A question was asked saying "what is the lowest and highest address given 2^10 bytes of memory in which 4 byte word is the smallest addressable unit?"
The lowest address is 0 The answer key has the highest address 2^10-4 I thought it would be (2^10-1)/4 since every 4 bytes are addressed?
I guess the person who made the question got tangled in his own definition. Indeed, if the "smallest addressable unit" is a "4 byte word", then it would follow that in 2^10 bytes there are 2^8 different addresses, which means that the highest address is 2^8-1 or 255.
In typical computer architectures though this is not the case. The smallest addressable unit is actually a byte (since all addresses represent the number of bytes from "the start"), but valid addresses are only those that divide by 4. So 0 is a valid address and 4 is a valid address, but trying to use 3 would result in an exception. This is called "alignment", by the way, and different instructions can require different alignment, which can vary anywhere from 1 to 128, and sometimes even more. Typically though it is a power of 2, because those are easy to work with.
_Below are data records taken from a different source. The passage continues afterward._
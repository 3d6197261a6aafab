//! URL 构建工具

/// 修复 base_url
///
/// - 移除末尾斜杠
/// - 修复双斜杠（保留协议部分）
pub fn fix_base_url(base_url: &str) -> String {
    let mut url = base_url.trim_end_matches('/').to_string();

    // 修复双斜杠（跳过协议部分）
    if let Some(pos) = url.find("://") {
        let (protocol, rest) = url.split_at(pos + 3);
        let fixed_rest = rest.replace("//", "/");
        url = format!("{}{}", protocol, fixed_rest);
    }

    url
}

/// 构建 generateContent 端点
pub fn build_generate_endpoint(base_url: &str, model: &str) -> String {
    format!("{}/models/{}:generateContent", api_root(base_url), model)
}

/// 构建模型列表端点
pub fn build_models_endpoint(base_url: &str) -> String {
    format!("{}/models", api_root(base_url))
}

/// API 根路径，base_url 可以带或不带版本段
fn api_root(base_url: &str) -> String {
    let url = fix_base_url(base_url);

    if url.ends_with("/v1beta") {
        url
    } else {
        format!("{}/v1beta", url)
    }
}
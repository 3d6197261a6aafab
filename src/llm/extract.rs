//! 响应文本提取
//!
//! 上游响应的形状随 API 版本而不同，这里按已知形状依次尝试，
//! 取第一个非空结果。全部不匹配时返回空串，由调用方决定后续。

use serde_json::Value;

/// 从上游响应中提取生成文本
pub fn extract_text(body: &Value) -> String {
    for extractor in [candidates_tree, output_text, output_tree] {
        let text = extractor(body);
        if !text.is_empty() {
            return text;
        }
    }
    String::new()
}

/// candidates[].content.parts[].text 树（generateContent 标准形状）
///
/// 所有片段按原始顺序拼接
fn candidates_tree(body: &Value) -> String {
    let mut out = String::new();
    if let Some(candidates) = body.get("candidates").and_then(Value::as_array) {
        for candidate in candidates {
            if let Some(parts) = candidate.pointer("/content/parts").and_then(Value::as_array) {
                for part in parts {
                    if let Some(text) = part.get("text").and_then(Value::as_str) {
                        out.push_str(text);
                    }
                }
            }
        }
    }
    out
}

/// 顶层 output_text：字符串或字符串数组
fn output_text(body: &Value) -> String {
    match body.get("output_text") {
        Some(Value::String(s)) => s.clone(),
        Some(Value::Array(items)) => items
            .iter()
            .filter_map(Value::as_str)
            .collect::<Vec<_>>()
            .join(""),
        _ => String::new(),
    }
}

/// output[].content[].text 树
fn output_tree(body: &Value) -> String {
    let mut out = String::new();
    if let Some(output) = body.get("output").and_then(Value::as_array) {
        for item in output {
            if let Some(content) = item.get("content").and_then(Value::as_array) {
                for block in content {
                    if let Some(text) = block.get("text").and_then(Value::as_str) {
                        out.push_str(text);
                    }
                }
            }
        }
    }
    out
}

/// 从模型列表响应中提取模型名称（保持上游原文）
pub fn extract_model_names(body: &Value) -> Vec<String> {
    match body.get("models").and_then(Value::as_array) {
        Some(models) => models
            .iter()
            .filter_map(|m| m.get("name").and_then(Value::as_str))
            .map(str::to_string)
            .collect(),
        None => Vec::new(),
    }
}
I suppose the question was really about alignments, but the it got phrased in an awkward way. You can also try asking about this to your teacher, who should be able to clear things up.
So you have 2^10 bytes, which makes 1024 bytes, which is 1MB. Now your memory is 4byte aligned, so the first address will be: 0x4 and the last address will be 1020/4 = 255 which is 0xFF in hex.
You want the highest address so your address key is right. The highest address would be the location where you would have enough room (4 bytes) to add data. You answer just yields the number of 4 byte data items that memory can hold.